== Dataset entries ==

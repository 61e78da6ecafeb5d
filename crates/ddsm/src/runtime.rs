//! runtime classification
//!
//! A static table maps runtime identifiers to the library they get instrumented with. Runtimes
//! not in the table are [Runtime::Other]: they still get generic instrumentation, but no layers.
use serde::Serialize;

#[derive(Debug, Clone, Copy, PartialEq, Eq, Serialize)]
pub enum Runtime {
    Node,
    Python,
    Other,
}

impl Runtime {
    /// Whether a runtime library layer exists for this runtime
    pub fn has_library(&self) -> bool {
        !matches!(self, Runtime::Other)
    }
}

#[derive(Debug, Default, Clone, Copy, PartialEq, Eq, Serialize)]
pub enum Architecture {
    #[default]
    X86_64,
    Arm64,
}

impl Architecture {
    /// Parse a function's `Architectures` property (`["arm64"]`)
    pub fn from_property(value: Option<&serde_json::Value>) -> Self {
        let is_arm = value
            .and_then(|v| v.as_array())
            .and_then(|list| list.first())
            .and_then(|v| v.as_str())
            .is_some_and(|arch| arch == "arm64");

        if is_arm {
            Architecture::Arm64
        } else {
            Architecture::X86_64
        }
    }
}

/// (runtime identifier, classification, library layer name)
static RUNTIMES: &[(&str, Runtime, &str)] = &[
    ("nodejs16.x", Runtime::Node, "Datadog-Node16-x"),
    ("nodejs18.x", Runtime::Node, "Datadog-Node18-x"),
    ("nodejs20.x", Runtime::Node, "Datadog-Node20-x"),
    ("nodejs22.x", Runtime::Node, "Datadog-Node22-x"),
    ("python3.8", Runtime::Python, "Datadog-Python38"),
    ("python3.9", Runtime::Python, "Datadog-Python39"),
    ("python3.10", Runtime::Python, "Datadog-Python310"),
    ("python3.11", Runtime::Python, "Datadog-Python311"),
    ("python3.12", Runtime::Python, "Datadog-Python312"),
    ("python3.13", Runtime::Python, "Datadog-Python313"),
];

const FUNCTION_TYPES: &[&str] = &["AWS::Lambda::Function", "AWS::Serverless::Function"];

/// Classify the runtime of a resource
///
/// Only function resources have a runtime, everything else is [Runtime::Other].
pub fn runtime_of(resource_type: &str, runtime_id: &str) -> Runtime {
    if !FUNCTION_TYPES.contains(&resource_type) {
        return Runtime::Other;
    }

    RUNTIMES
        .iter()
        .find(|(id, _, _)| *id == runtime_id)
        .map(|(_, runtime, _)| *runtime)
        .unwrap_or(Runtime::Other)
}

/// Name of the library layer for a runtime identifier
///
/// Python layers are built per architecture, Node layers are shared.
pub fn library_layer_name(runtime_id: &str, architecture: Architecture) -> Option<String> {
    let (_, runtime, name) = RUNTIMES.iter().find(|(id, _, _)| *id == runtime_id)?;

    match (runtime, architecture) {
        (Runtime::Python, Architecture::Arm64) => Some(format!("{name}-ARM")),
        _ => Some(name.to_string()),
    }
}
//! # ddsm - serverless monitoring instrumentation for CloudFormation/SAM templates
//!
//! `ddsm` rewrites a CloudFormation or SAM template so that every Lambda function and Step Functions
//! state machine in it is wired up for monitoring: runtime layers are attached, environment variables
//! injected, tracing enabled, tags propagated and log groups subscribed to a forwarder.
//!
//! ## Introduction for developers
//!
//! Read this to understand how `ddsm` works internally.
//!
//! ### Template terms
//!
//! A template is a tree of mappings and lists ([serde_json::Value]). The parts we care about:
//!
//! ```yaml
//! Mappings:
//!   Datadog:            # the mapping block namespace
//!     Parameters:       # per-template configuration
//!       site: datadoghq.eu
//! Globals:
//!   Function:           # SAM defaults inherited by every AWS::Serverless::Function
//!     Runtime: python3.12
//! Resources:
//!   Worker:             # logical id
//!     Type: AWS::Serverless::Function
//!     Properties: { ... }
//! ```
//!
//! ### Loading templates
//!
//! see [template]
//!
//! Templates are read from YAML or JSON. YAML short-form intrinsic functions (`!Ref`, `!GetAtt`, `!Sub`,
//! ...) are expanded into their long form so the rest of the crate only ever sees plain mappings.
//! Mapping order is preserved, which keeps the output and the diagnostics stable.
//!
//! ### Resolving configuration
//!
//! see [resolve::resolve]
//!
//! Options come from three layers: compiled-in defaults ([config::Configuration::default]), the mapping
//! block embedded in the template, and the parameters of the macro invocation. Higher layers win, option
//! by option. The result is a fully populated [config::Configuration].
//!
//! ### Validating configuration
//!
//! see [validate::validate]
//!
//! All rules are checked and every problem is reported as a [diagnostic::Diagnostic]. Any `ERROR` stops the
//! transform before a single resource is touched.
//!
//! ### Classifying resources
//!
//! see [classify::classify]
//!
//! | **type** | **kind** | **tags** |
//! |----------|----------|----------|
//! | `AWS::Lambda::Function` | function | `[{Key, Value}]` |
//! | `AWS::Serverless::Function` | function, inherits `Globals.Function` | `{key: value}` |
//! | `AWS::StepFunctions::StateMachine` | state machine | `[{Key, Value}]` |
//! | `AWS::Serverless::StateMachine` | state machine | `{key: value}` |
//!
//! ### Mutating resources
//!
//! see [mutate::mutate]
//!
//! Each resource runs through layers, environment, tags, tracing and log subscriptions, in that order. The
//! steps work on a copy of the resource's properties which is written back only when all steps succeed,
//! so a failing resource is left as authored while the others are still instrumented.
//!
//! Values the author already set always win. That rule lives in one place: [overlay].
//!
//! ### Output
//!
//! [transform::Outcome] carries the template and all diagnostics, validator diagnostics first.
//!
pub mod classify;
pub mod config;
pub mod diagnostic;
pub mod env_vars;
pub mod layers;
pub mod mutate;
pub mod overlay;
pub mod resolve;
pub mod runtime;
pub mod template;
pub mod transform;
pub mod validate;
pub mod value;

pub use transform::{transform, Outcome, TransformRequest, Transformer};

---

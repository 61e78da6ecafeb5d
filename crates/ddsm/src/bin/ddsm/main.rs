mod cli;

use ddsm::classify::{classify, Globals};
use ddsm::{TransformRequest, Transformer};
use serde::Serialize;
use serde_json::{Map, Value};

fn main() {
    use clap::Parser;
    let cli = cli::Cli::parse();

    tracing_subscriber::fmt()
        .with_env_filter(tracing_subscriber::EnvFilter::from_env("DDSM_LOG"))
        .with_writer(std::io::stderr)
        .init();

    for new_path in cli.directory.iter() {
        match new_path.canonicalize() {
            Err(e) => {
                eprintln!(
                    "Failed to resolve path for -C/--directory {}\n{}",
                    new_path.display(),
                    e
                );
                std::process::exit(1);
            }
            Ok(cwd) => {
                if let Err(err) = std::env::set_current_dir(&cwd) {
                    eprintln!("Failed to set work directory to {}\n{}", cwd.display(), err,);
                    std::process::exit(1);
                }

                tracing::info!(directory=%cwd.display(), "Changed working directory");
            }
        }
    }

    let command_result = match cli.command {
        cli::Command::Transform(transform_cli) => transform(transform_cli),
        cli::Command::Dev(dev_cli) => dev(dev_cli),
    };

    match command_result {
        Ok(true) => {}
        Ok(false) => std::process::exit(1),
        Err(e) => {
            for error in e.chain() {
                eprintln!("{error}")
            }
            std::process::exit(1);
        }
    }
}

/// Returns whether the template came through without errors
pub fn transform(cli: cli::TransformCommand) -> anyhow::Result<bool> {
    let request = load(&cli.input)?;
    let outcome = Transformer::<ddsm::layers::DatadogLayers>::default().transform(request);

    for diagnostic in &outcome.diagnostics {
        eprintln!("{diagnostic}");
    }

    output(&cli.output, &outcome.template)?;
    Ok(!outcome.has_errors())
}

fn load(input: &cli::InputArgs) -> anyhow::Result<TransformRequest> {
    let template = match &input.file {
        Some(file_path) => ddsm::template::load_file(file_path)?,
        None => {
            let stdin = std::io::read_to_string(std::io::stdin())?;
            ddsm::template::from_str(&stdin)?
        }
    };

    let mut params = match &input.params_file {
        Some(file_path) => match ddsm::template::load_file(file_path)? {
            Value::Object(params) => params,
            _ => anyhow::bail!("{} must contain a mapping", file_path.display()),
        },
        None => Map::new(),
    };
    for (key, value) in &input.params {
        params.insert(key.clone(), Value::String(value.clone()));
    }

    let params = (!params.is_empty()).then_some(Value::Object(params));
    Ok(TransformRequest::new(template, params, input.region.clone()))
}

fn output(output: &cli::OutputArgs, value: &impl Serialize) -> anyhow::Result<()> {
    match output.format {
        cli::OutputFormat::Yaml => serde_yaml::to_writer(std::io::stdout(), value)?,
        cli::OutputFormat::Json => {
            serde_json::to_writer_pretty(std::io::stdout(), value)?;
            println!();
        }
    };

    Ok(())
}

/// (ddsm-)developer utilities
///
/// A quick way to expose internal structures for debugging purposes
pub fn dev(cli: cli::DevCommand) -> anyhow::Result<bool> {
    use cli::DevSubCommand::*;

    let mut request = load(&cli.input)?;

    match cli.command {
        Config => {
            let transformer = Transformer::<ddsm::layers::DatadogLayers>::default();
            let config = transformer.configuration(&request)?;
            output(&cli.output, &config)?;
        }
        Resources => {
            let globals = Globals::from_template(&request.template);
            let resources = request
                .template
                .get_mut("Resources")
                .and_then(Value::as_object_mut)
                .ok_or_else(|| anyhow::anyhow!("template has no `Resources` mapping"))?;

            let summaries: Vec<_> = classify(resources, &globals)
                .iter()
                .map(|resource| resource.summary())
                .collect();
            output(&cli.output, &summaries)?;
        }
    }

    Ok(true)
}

== Your instructions ==
Above are the records; copy exactly the lines from the line with "to resolve path" through the line with "if let Err(err)", both included.

== Written solution ==
                    "Failed to resolve path for -C/--directory {}\n{}",
                    new_path.display(),
                    e
                );
                std::process::exit(1);
            }
            Ok(cwd) => {
                if let Err(err) = std::env::set_current_dir(&cwd) {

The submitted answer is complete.